Abstract

We have reexamined the muscarinic receptor subtype mediating carbachol-induced contraction of rat urinary bladder and investigated the role of phospholipase (PL)C, D, and A₂ and of intra- and extracellular Ca²⁺ sources in this effect. Based on the nonsubtype-selective tolterodine, the highly M₂ receptor-selective (R)-4-{2-[3-(4-methoxy-benzoylamino)-benzyl]-piperidin-1-ylmethyl}-piperidine-1-carboxylic acid amide (Ro-320-6206), and the highly M₃ receptor-selective darifenacin and 3-(1-carbamoyl-1,1-diphenylmethyl)-1-(4-methoxyphenylethyl)pyrrolidine (APP), contraction occurs via M₃ receptors. Carbachol stimulated inositol phosphate formation in rat bladder slices, and this was abolished by the phospholipase C inhibitor 1-(6-[([17β]-3-methoxyestra-1,3,5[10]-trien-17-yl)-amino]hexyl)-1H-pyrrole-2,5-dione (U 73,122; 10 μM). Nevertheless, U 73,122 (1–10 μM) did not significantly affect carbachol-stimulated bladder contraction. Carbachol had only little effect on PLD activity in bladder slices, but the PLD inhibitor butan-1-ol, relative to its negative control butan-2-ol (0.3% each), caused detectable inhibition of carbachol-induced bladder contraction. The cytosolic PLA₂ inhibitor arachidonyltrifluoromethyl ketone weakly inhibited carbachol-induced contraction at a concentration of 300 μM, but the cyclooxygenase inhibitor indomethacin (1–10 μM) remained without effect.
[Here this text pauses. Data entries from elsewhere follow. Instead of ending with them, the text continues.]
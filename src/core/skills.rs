/// Result of scoring a candidate's skills against a job's requirements
#[derive(Debug, Clone, PartialEq)]
pub struct SkillScore {
    /// Percentage of job skills covered, 0-100
    pub score: u8,
    /// Candidate skills (normalized) that matched a job skill
    pub matched_skills: Vec<String>,
    /// Number of skills the job asks for
    pub total_skills: usize,
}

/// Normalize a free-text skill for comparison
#[inline]
fn normalize(skill: &str) -> String {
    skill.trim().to_lowercase()
}

/// Check whether two normalized skills refer to the same technology
///
/// Exact equality or substring containment in either direction, so
/// "js" matches "javascript" and "react" matches "react.js". The
/// containment rule is deliberately loose; it also lets "java" match
/// "javascript", which production accepted as the cost of catching
/// suffix variants like "React" vs "React.js".
#[inline]
fn skills_overlap(a: &str, b: &str) -> bool {
    a == b || a.contains(b) || b.contains(a)
}

/// Score a candidate's skill list against a job's required skills
///
/// The score is the share of job skills covered by the candidate,
/// rounded to a whole percentage and clamped to 100. Either list being
/// empty yields a zero score with no matched skills.
pub fn calculate_skills_score(candidate_skills: &[String], job_skills: &[String]) -> SkillScore {
    if candidate_skills.is_empty() || job_skills.is_empty() {
        return SkillScore {
            score: 0,
            matched_skills: vec![],
            total_skills: job_skills.len(),
        };
    }

    let job_normalized: Vec<String> = job_skills.iter().map(|s| normalize(s)).collect();

    let matched_skills: Vec<String> = candidate_skills
        .iter()
        .map(|s| normalize(s))
        .filter(|candidate| job_normalized.iter().any(|job| skills_overlap(candidate, job)))
        .collect();

    let ratio = matched_skills.len() as f64 / job_skills.len() as f64;
    let score = (ratio * 100.0).round().min(100.0) as u8;

    SkillScore {
        score,
        matched_skills,
        total_skills: job_skills.len(),
    }
}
The Ca²⁺ entry blocker nifedipine (10–100 nM) almost completely inhibited carbachol-induced bladder contraction. In contrast, 1-[β-[3-(4-methoxyphenyl)propoxy]-4-methoxyphenethyl]-1H-imidazole HCl (SKF 96,365; 10 μM), an inhibitor of store-operated Ca²⁺ channels, caused little inhibition. We conclude that carbachol-induced contraction of rat bladder largely depends on Ca²⁺ entry through nifedipine-sensitive channels and, perhaps, PLD, PLA₂, and store-operated Ca²⁺ channels, whereas cyclooxygenase and, surprisingly, also PLC are not involved to a relevant extent.